■ **Action item**: Go through the data and retrieve each line that includes the string "acme".

(Stored items from a collection)
··········

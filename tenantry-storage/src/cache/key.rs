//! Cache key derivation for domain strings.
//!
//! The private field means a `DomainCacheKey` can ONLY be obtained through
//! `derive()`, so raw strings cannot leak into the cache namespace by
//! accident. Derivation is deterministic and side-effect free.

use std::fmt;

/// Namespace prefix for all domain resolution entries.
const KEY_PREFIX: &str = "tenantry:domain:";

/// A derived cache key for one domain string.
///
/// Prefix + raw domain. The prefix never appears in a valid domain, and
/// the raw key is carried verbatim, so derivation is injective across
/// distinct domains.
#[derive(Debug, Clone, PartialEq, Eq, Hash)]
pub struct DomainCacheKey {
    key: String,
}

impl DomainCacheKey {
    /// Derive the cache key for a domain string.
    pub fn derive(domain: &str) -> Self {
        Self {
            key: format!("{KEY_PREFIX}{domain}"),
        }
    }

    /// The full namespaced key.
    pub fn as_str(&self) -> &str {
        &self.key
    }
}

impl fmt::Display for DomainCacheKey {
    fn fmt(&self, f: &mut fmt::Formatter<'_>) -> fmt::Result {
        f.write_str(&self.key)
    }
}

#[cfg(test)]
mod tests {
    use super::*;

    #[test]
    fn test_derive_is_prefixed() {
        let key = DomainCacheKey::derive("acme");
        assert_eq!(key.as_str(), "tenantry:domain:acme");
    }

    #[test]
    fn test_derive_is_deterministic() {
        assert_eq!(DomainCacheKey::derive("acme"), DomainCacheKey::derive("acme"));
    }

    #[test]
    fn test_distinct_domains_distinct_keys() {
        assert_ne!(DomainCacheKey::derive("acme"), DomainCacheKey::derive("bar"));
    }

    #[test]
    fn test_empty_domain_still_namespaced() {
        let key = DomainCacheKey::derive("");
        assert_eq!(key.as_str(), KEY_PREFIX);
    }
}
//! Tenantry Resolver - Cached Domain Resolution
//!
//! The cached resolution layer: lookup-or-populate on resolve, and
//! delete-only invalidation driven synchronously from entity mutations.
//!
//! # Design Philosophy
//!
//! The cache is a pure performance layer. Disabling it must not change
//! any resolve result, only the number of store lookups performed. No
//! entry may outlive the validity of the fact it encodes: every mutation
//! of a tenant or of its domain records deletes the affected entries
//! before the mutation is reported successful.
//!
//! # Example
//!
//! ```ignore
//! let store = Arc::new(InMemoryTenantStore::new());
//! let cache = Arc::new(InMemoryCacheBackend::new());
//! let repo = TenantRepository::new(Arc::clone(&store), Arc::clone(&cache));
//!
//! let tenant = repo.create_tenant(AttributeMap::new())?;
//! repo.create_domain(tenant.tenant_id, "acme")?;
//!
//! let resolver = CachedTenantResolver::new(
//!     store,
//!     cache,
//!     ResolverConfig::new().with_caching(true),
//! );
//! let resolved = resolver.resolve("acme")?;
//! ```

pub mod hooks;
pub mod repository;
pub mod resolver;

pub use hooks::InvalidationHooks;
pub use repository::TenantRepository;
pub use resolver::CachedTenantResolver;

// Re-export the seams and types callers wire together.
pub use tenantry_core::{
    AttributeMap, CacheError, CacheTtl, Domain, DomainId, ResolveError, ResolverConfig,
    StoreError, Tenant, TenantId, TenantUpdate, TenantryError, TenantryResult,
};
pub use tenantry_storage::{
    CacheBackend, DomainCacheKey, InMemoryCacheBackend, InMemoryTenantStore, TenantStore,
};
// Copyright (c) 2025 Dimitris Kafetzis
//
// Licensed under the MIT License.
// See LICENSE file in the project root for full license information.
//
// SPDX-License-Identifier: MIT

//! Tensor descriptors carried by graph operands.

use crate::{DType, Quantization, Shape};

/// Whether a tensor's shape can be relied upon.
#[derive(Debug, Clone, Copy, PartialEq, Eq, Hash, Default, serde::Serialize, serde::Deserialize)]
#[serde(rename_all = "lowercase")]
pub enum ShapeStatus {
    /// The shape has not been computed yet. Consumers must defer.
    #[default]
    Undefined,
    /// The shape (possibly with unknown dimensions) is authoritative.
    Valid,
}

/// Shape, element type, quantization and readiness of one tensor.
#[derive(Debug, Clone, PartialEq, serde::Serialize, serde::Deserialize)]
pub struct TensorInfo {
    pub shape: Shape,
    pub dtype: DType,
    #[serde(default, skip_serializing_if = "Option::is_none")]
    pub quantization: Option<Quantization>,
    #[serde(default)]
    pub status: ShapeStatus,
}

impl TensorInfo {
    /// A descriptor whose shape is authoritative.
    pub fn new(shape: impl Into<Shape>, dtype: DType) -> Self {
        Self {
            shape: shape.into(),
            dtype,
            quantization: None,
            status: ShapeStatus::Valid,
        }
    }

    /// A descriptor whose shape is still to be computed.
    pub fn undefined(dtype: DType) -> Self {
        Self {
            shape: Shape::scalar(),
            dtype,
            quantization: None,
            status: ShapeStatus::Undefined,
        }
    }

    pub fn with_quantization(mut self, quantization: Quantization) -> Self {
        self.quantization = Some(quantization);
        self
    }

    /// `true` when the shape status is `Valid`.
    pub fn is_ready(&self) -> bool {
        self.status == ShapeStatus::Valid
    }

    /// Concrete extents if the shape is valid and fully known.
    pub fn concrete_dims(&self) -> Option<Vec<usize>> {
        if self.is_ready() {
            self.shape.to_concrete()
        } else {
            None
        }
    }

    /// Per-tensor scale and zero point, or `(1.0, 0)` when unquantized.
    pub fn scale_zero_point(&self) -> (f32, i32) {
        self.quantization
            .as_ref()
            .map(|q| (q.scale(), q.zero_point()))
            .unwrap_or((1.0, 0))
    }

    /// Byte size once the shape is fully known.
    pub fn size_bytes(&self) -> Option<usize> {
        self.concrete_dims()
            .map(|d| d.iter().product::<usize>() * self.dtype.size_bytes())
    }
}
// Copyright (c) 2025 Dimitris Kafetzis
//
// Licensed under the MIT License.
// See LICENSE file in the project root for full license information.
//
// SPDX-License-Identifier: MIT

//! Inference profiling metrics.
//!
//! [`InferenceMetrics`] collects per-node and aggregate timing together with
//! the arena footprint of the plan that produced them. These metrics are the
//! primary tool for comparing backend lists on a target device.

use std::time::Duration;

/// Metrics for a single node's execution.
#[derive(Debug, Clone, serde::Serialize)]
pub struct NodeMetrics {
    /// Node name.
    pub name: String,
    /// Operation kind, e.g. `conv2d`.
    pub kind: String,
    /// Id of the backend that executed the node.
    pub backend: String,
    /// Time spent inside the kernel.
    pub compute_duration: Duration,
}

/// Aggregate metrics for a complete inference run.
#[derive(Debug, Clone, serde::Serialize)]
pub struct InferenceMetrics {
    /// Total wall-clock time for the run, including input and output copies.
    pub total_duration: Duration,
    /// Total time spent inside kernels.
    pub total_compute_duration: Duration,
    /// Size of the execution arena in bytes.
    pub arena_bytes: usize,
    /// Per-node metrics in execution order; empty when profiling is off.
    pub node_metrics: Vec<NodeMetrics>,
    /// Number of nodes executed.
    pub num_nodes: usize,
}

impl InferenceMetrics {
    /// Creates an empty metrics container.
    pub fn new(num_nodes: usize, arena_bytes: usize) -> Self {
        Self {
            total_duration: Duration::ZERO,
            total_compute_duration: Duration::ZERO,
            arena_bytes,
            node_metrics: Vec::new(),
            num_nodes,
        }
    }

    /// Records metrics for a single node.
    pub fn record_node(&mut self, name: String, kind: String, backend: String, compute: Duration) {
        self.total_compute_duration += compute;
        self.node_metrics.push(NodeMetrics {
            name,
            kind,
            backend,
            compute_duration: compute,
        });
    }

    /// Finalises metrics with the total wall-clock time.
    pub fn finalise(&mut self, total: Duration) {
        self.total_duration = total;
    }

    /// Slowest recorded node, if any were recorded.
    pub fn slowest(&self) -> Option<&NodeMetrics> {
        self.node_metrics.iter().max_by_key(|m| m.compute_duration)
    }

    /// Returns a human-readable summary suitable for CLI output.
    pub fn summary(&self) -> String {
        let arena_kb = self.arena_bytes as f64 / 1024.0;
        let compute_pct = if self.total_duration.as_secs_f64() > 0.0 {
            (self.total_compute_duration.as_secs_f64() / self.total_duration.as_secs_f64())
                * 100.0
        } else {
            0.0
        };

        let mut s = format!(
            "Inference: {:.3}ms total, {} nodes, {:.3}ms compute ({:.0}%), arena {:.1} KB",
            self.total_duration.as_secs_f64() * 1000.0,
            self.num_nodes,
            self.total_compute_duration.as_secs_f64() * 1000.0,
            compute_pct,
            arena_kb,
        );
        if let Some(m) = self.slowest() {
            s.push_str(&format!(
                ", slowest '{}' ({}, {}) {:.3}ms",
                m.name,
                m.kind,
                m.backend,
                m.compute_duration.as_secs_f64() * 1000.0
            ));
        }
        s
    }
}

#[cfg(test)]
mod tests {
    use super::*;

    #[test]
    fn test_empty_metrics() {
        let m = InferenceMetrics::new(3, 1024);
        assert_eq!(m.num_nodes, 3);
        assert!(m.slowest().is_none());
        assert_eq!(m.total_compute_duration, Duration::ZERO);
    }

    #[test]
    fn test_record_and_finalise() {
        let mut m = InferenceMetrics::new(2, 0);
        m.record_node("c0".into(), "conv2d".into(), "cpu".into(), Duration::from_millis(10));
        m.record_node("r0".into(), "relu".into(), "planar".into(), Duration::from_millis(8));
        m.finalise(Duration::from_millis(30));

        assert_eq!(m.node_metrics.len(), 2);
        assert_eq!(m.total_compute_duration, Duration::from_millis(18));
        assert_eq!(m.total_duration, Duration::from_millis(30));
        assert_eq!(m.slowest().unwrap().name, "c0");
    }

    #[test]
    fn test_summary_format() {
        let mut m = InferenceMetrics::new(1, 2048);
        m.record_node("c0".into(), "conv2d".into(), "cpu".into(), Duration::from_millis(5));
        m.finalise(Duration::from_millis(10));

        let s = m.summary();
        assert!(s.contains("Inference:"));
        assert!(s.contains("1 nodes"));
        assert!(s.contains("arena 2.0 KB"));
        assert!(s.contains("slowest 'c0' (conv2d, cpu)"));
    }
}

··········

■ **Written solution**:
        let key = DomainCacheKey::derive("acme");
        assert_eq!(key.as_str(), "tenantry:domain:acme");
        assert_eq!(DomainCacheKey::derive("acme"), DomainCacheKey::derive("acme"));
        assert_ne!(DomainCacheKey::derive("acme"), DomainCacheKey::derive("bar"));
//! repo.create_domain(tenant.tenant_id, "acme")?;
//! let resolved = resolver.resolve("acme")?;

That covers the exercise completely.